The second category is not expressed in terms capable of including property "which may be vested", or "which it is hoped or expected will be vested" or which some other person "intends to vest" in the trustee. The phrase speaks of property which is or "shall" be held in trust, not which may be held in trust. Such an event can only be one which either must happen as a matter of law in the circumstances existing, or one which some person is under some obligation to bring about or which by statute must occur. An example is provided by a deed of settlement by which a settlor covenants with the trustees to transfer to them the property listed in a schedule to be held by them for the beneficiaries and upon the trusts set out in the deed. The obligation in such a case may perhaps be imperfect, depending on the view taken of the observations of Eve J. in In re Pryce (1917) 1 Ch 234 , but it is not necessary to embark on that problem. For present purposes it is enough to say that the property in such a case could properly be described as property that "to be vested" in and shall be held by the trustees. Such an instrument would go beyond a mere intention. (at p468)

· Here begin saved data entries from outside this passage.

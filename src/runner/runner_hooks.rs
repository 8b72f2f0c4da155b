//! runner::runner_hooks
//!
//! Test-only hooks for delay and fault injection on the worker path.
//!
//! The hook fires on the blocking thread, immediately before a dispatched
//! store operation executes. Tests use it to stretch one operation and
//! prove that a second request against the same handle cannot observe a
//! torn intermediate state.
//!
//! # Usage
//!
//! ```ignore
//! use repokeep::runner::runner_hooks;
//!
//! runner_hooks::set_before_op(|info| {
//!     if info.op == "init" {
//!         std::thread::sleep(std::time::Duration::from_millis(100));
//!     }
//! });
//!
//! // ... submit requests, drain, assert ordering ...
//!
//! runner_hooks::clear(); // Always clean up!
//! ```
//!
//! # Thread Safety
//!
//! Unlike caller-side hooks, the worker path crosses threads, so the hook
//! is stored process-globally. Tests that install a hook share it with
//! every worker in the process; filter on `info.path` to scope the effect
//! to one test's repositories, and always `clear()` on teardown.
//!
//! # Invariants
//!
//! - Hooks are only available under `cfg(test)` or the `test_hooks` feature
//! - Hooks have zero runtime cost in production builds

use std::path::{Path, PathBuf};
use std::sync::Arc;

use parking_lot::Mutex;

/// Operation information passed to hooks.
#[derive(Debug, Clone)]
pub struct HookOpInfo {
    /// Operation name: `"open"`, `"init"`, or `"close"`.
    pub op: &'static str,
    /// The path the request runs against (empty for close).
    pub path: PathBuf,
}

type BeforeOp = Arc<dyn Fn(&HookOpInfo) + Send + Sync>;

static BEFORE_OP: Mutex<Option<BeforeOp>> = Mutex::new(None);

/// Install a hook to run before each dispatched store operation.
///
/// Replaces any previously installed hook.
pub fn set_before_op<F>(f: F)
where
    F: Fn(&HookOpInfo) + Send + Sync + 'static,
{
    *BEFORE_OP.lock() = Some(Arc::new(f));
}

/// Remove the installed hook.
///
/// **Important:** always call this in test teardown so the hook cannot
/// leak into other tests in the same process.
pub fn clear() {
    *BEFORE_OP.lock() = None;
}

/// Whether a hook is currently installed.
pub fn has_hooks() -> bool {
    BEFORE_OP.lock().is_some()
}

/// Internal: invoke the hook if set. No-op otherwise.
///
/// The hook is cloned out of the slot before running, so a slow hook
/// never holds the slot lock against other workers.
pub(crate) fn invoke_before_op(op: &'static str, path: &Path) {
    let hook = BEFORE_OP.lock().clone();
    if let Some(hook) = hook {
        let info = HookOpInfo {
            op,
            path: path.to_path_buf(),
        };
        hook(&info);
    }
}

#[cfg(test)]
mod tests {
    use super::*;
    use std::sync::atomic::{AtomicBool, Ordering};
    use std::sync::Arc;

    // The hook slot is process-global, so these tests take turns on it.
    static SERIAL: Mutex<()> = Mutex::new(());

    #[test]
    fn set_and_clear_hooks() {
        let _serial = SERIAL.lock();
        assert!(!has_hooks());

        set_before_op(|_| {});
        assert!(has_hooks());

        clear();
        assert!(!has_hooks());
    }

    #[test]
    fn hook_receives_op_info() {
        let _serial = SERIAL.lock();
        let called = Arc::new(AtomicBool::new(false));
        let called_clone = Arc::clone(&called);

        // Filter on the probe path: workers from unrelated tests in this
        // process may fire the hook while it is installed.
        set_before_op(move |info| {
            if info.path == Path::new("/tmp/probe") {
                assert_eq!(info.op, "open");
                called_clone.store(true, Ordering::SeqCst);
            }
        });

        invoke_before_op("open", Path::new("/tmp/probe"));
        assert!(called.load(Ordering::SeqCst));

        clear();
    }

    #[test]
    fn no_hook_is_noop() {
        let _serial = SERIAL.lock();
        clear();
        invoke_before_op("close", Path::new(""));
    }
}
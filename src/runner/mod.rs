//! runner
//!
//! Background execution and completion delivery for store operations.
//!
//! # Architecture
//!
//! The runner keeps filesystem-bound store operations off the host's
//! logical thread:
//!
//! 1. The host creates a [`TaskRunner`] and obtains [`RepoHandle`]s from it
//! 2. Submissions are validated synchronously, then enqueued on the
//!    handle's dedicated worker
//! 3. The worker executes one store call at a time on a blocking thread
//! 4. Completions queue up until the host pumps them
//!    ([`TaskRunner::drain`], [`TaskRunner::deliver_pending`]); callbacks
//!    run on the pumping thread, never on a worker
//!
//! # Ordering
//!
//! Requests against the same handle execute strictly in submission order;
//! requests against distinct handles have no ordering relative to each
//! other. Cancellation is not supported: once dispatched, a request runs
//! to completion.
//!
//! # Example
//!
//! ```no_run
//! # async fn example() -> Result<(), repokeep::runner::SubmitError> {
//! use repokeep::runner::TaskRunner;
//!
//! let mut runner = TaskRunner::new();
//! let repo = runner.handle();
//!
//! repo.init_async("/tmp/fresh-repo", false, |done| {
//!     assert!(done.is_ok());
//! })?;
//!
//! runner.drain().await;
//! assert!(repo.is_open());
//! # Ok(())
//! # }
//! ```

mod request;
mod task;

// Test-only hooks for delay and fault injection on the worker path.
// Available under cfg(test) for unit tests, or feature = "test_hooks"
// for integration tests.
#[cfg(any(test, feature = "test_hooks"))]
pub mod runner_hooks;

pub use request::{Completion, Op};
pub use task::{RepoHandle, SubmitError, TaskRunner};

20. In considering the significance of Toohey's Case it is necessary to bear in mind the provisions of the trust deed, which are rather more fully set out by Walsh J. delivering the judgment of the Full Court of the Supreme Court of New South Wales (1960) SR (NSW) 539, esp at pp 540-543 . Clause 4 provided that the fund shall consist of "An initial contribution of 50,000 pounds by Toohey at the date hereof for the purpose of establishing the fund" and of certain other funds. Clause 6 provided that Tooheys and other associated companies "shall make contributions as determined in accordance with the rules". Rule 6 provided as follows:
"Tooheys and/or each associated company in such proportions between them as they shall from time to time determine shall pay to the trustee: - (a) Such amount as shall be certified by the actuary as necessary to provide on a proper actuarial basis for the anticipated entitlements of members or their dependants having regard to the respective years of service of members with Tooheys and/or associated companies prior to the constitution of the fund. (b) Such further amounts as shall be certified by the actuary from time to time as necessary for the proper maintenance of the fund." (at p468)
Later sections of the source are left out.